■ **WHAT NEEDS TO BE DONE**
Copy each line of the following data that contains "state".

(Excerpts from a dataset)
-=-=-=-=-
//! Motor-unit based muscle force and fatigue simulation.
//!
//! This crate models a skeletal muscle as a population of motor units. Each
//! unit has its own recruitment threshold, firing-rate range, twitch force,
//! contraction time and fatigability. Driving the population with a
//! time-varying excitation produces a force that fades under sustained
//! effort, as real muscle does.
//!
//! # Two-Stage Model
//!
//! The model follows Potvin & Fuglevand (2017):
//!
//! 1. **Motor neuron pool**: excitation → per-unit firing rates
//!    - Size-ordered recruitment (small units first)
//!    - Linear rate coding above threshold, capped at each unit's peak rate
//!    - Firing-rate adaptation during sustained recruitment (central fatigue)
//!
//! 2. **Muscle fibers**: firing rates → force
//!    - Force-frequency relationship scaled by each unit's contraction time
//!    - Capacity depletion under activity (peripheral fatigue)
//!    - Optional recovery while a unit is silent
//!
//! ```text
//!                 ┌──────────────────────────────────────────┐
//!                 │                  Muscle                  │
//!                 │                                          │
//!   Excitation ──►│  ┌──────────┐   rates   ┌────────────┐   │
//!   (scalar or    │  │   Pool   │──────────►│   Fibers   │───┼──► Force
//!    per unit)    │  └──────────┘           └────────────┘   │
//!                 │   thresholds             twitch forces   │
//!                 │   durations              capacity, CT    │
//!                 └──────────────────────────────────────────┘
//! ```
//!
//! # Quick Start
//!
//! ```
//! use sim_motor_unit::{Muscle, PotvinFuglevandOptions};
//!
//! # fn main() -> sim_motor_unit::Result<()> {
//! let mut muscle = Muscle::potvin_fuglevand(120, PotvinFuglevandOptions::default())?;
//!
//! // Hold a moderate contraction for ten seconds
//! let dt = 0.1;
//! let mut force = 0.0;
//! for _ in 0..100 {
//!     force = muscle.step(40.0, dt)?;
//! }
//! println!("force after 10 s: {force:.1} (max {:.1})", muscle.total_peak_force());
//! # Ok(())
//! # }
//! ```
//!
//! # Normalized Muscles
//!
//! [`StandardMuscle`] takes excitation in `[0, 1]` and reports force as a
//! fraction of its rested maximum. Its unit count is derived from a maximum
//! force in newtons. This is the convenient form for driving an actuator in
//! a physics engine.
//!
//! # Target Force Search
//!
//! [`ExcitationSearch`] finds the smallest excitation that meets a target
//! force under the current fatigue state. [`TargetForceDriver`] uses it to
//! replay a target force time-history through a muscle.
//!
//! # Layer 0 Crate
//!
//! This is a Layer 0 crate with **zero Bevy dependencies**. It can be used in
//! headless loops, analysis tools, or alongside any physics engine.
//!
//! # References
//!
//! - Fuglevand, A.J., Winter, D.A., Patla, A.E. (1993). Models of recruitment
//!   and rate coding organization in motor-unit pools.
//! - Revill, A.L., Fuglevand, A.J. (2011). Effects of persistent inward
//!   currents, accommodation, and adaptation on motor unit behavior.
//! - Potvin, J.R., Fuglevand, A.J. (2017). A motor unit-based model of muscle
//!   fatigue.

#![doc(html_root_url = "https://docs.rs/sim-motor-unit/0.1.0")]
#![deny(clippy::unwrap_used, clippy::expect_used, clippy::panic)]
#![warn(missing_docs)]
#![allow(
    clippy::missing_const_for_fn,
    clippy::module_name_repetitions,
    clippy::doc_markdown,
    clippy::must_use_candidate,
    clippy::missing_errors_doc,
    clippy::missing_panics_doc,
    clippy::similar_names,
    clippy::too_many_lines,
    clippy::suboptimal_flops,
    clippy::cast_possible_truncation,
    clippy::cast_precision_loss,
    clippy::cast_sign_loss,
    clippy::cast_lossless,
    clippy::derivable_impls,
    clippy::imprecise_flops,
    clippy::needless_range_loop
)]
#![cfg_attr(test, allow(clippy::float_cmp, clippy::let_underscore_must_use))]

pub mod curves;
pub mod error;
pub mod fibers;
pub mod muscle;
pub mod pool;
pub mod population;
pub mod rate_table;
pub mod search;

// Re-export main types at crate root
pub use curves::{
    normalized_force, normalized_stimulus_rate, ContractileForceLengthCurve,
    ContractileForceVelocityCurve,
};
pub use error::{MotorUnitError, Result};
pub use fibers::{MuscleFiberConfig, MuscleFibers};
pub use muscle::{Muscle, PoolInput, PotvinFuglevandOptions, StandardMuscle, StandardMuscleConfig};
pub use pool::{MotorNeuronPool, MotorNeuronPoolConfig};
pub use population::{motor_unit_count_for_force, PopulationIntrinsics};
pub use rate_table::FiringRateTable;
pub use search::{ExcitationSearch, SearchOutcome, TargetForceDriver, TrialRecord};

/// A steppable motor-unit population.
///
/// Pools and fiber populations share nothing but this contract: a fixed
/// unit count and a step taking one value per unit. [`Muscle`] pairs any
/// pool with any fiber population through it.
pub trait PopulationModel {
    /// What one step produces.
    type Output;

    /// Number of motor units.
    fn motor_unit_count(&self) -> usize;

    /// Advance by `dt` seconds.
    ///
    /// # Arguments
    ///
    /// * `input` - One value per motor unit
    /// * `dt` - Timestep (seconds)
    fn step(&mut self, input: &[f64], dt: f64) -> Result<Self::Output>;

    /// What [`step`](Self::step) would return, without changing state.
    fn preview(&self, input: &[f64]) -> Result<Self::Output>;

    /// Restore the rested state.
    fn reset(&mut self);
}

impl PopulationModel for MotorNeuronPool {
    type Output = Vec<f64>;

    fn motor_unit_count(&self) -> usize {
        self.motor_unit_count()
    }

    fn step(&mut self, input: &[f64], dt: f64) -> Result<Vec<f64>> {
        self.step(input, dt)
    }

    fn preview(&self, input: &[f64]) -> Result<Vec<f64>> {
        self.preview(input)
    }

    fn reset(&mut self) {
        self.reset();
    }
}

impl PopulationModel for MuscleFibers {
    type Output = f64;

    fn motor_unit_count(&self) -> usize {
        self.motor_unit_count()
    }

    fn step(&mut self, input: &[f64], dt: f64) -> Result<f64> {
        self.step(input, dt)
    }

    fn preview(&self, input: &[f64]) -> Result<f64> {
        self.preview_force(input)
    }

    fn reset(&mut self) {
        self.reset();
    }
}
-=-=-=-=-
■ **COMPLETED TASK**
//! force under the current fatigue state. [`TargetForceDriver`] uses it to
    /// What [`step`](Self::step) would return, without changing state.
    /// Restore the rested state.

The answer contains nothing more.